Information for Manufacturers and Vendors

Mandatory Purchasing

Federal law, the Federal Acquisition Regulation, and President’s Trump’s Executive Order direct that all federal agencies purchase biobased products in categories identified by USDA. Each mandatory purchasing category specifies the minimum biobased content for “qualified” products within the category.

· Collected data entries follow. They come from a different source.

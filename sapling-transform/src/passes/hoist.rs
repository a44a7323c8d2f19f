//! The implicit block-hoisting pass.

use sapling_ast::{Node, NodeKind};
use sapling_traverse::Visitor;

use crate::{context::PassContext, pass::Pass};

/// Moves hoistable declarations (imports, function declarations) to the top
/// of their enclosing body, preserving relative order within each class.
///
/// Appended automatically to every pass group by
/// [`crate::PassGroup::execution_plan`]; it never needs to be configured
/// explicitly.
pub struct BlockHoistPass;

impl Pass for BlockHoistPass {
    fn key(&self) -> &str {
        "block-hoisting"
    }

    fn visitor(&self) -> Visitor<PassContext> {
        fn hoist(
            _cx: &mut PassContext,
            node: &mut Node,
            _scope: &mut sapling_traverse::ScopeInfo,
        ) -> eyre::Result<()> {
            if let Node::Program { body, .. } | Node::FnDecl { body, .. } = node {
                hoist_body(body);
            }
            Ok(())
        }
        Visitor::new()
            .on(NodeKind::Program, hoist)
            .on(NodeKind::FnDecl, hoist)
    }
}

/// Stable partition: hoistable statements first, everything else after.
fn hoist_body(body: &mut Vec<Node>) {
    let (hoisted, rest): (Vec<Node>, Vec<Node>) =
        std::mem::take(body).into_iter().partition(Node::is_hoistable);
    body.extend(hoisted);
    body.extend(rest);
}

#[cfg(test)]
mod tests {
    use super::*;
    use sapling_ast::SourceKind;

    #[test]
    fn test_hoist_is_stable() {
        let mut program = sapling_parser::parse(
            "let a = 1;\nimport { x } from \"m\";\nlet b = 2;\nfunction f() { return 0; }",
            "test.sl",
            SourceKind::Module,
        )
        .unwrap();
        if let Node::Program { body, .. } = &mut program {
            hoist_body(body);
            let kinds: Vec<NodeKind> = body.iter().map(Node::kind).collect();
            assert_eq!(
                kinds,
                vec![
                    NodeKind::ImportDecl,
                    NodeKind::FnDecl,
                    NodeKind::VarDecl,
                    NodeKind::VarDecl,
                ]
            );
        } else {
            panic!("expected program");
        }
    }
}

  • If you have not done so already, manufacturers or vendors that have a “qualified” biobased product(s), one that falls within the definition and meets the minimum biobased content of one of the USDA designated product categories, you should consider having your product(s) listed in the USDA online catalog. USDA’s BioPreferred “Company Tools” webpage provides information on how to add qualified biobased products to the BioPreferred Catalog.
  • If you are a manufacturer or vendor who has a “qualified” product(s) already listed in the BioPreferred Catalog you should ensure that your listing is up-to-date. In 2018, USDA conducted a program audit and some products listed in the online catalog were marked “Product information not able to be verified due to company audit non-response.”
  • Manufacturers of biobased intermediates and feedstocks should review the definitions and minimum biobased content of the 12 BioPreferred designated categories of intermediates – Binders; Chemicals; Cleaner Components; Fibers and Fabrics; Foams; Lubricant Components; Oils, Fats, and Waxes; Paint and Coating Components; Personal Care Product Components; Plastic Resins; Rubber Materials, and Textile Processing Materials. Manufacturers of intermediates or feedstocks that fall within the definition and meets the minimum biobased content of one of the12 designated intermediates categories, should consider having your product(s) listed in the USDA online catalog. USDA’s BioPreferred “Company Tools” webpage provides information on how to add qualified biobased products, including intermediates and feedstocks, to the BioPreferred Catalog. Over 140 companies have listed their intermediates in the BioPreferred Catalog.  Currently, 8 intermediates are listed under the Binders category; 204 intermediates under the Chemicals category; 81 intermediates under the Cleaners Component category; 124 intermediates under the Fiber and Fabrics category; 32 intermediates under the Foams category; 102 intermediates under the Lubricant Components category; 20 intermediates under the Oils, Fats, and Waxes category; 111 intermediates under the Paint and Coating Components category; 192 intermediates under the Personal Care Product Components category; 137 intermediates under the Plastic Resins category; 1 intermediate under the Rubber Materials category, and 45 intermediates under the Textile Processing Materials category.

Voluntary Labeling

According to USDA, the Certified Biobased Product label is designed to provide useful information to consumers about the biobased content of the product. Companies with a biobased product that meets USDA criteria can apply for certification. Once approved by USDA, a company can display the USDA Certified Biobased Product label on its certified product(s). This ensures that claims concerning the biobased content are third-party certified and strictly monitored by USDA.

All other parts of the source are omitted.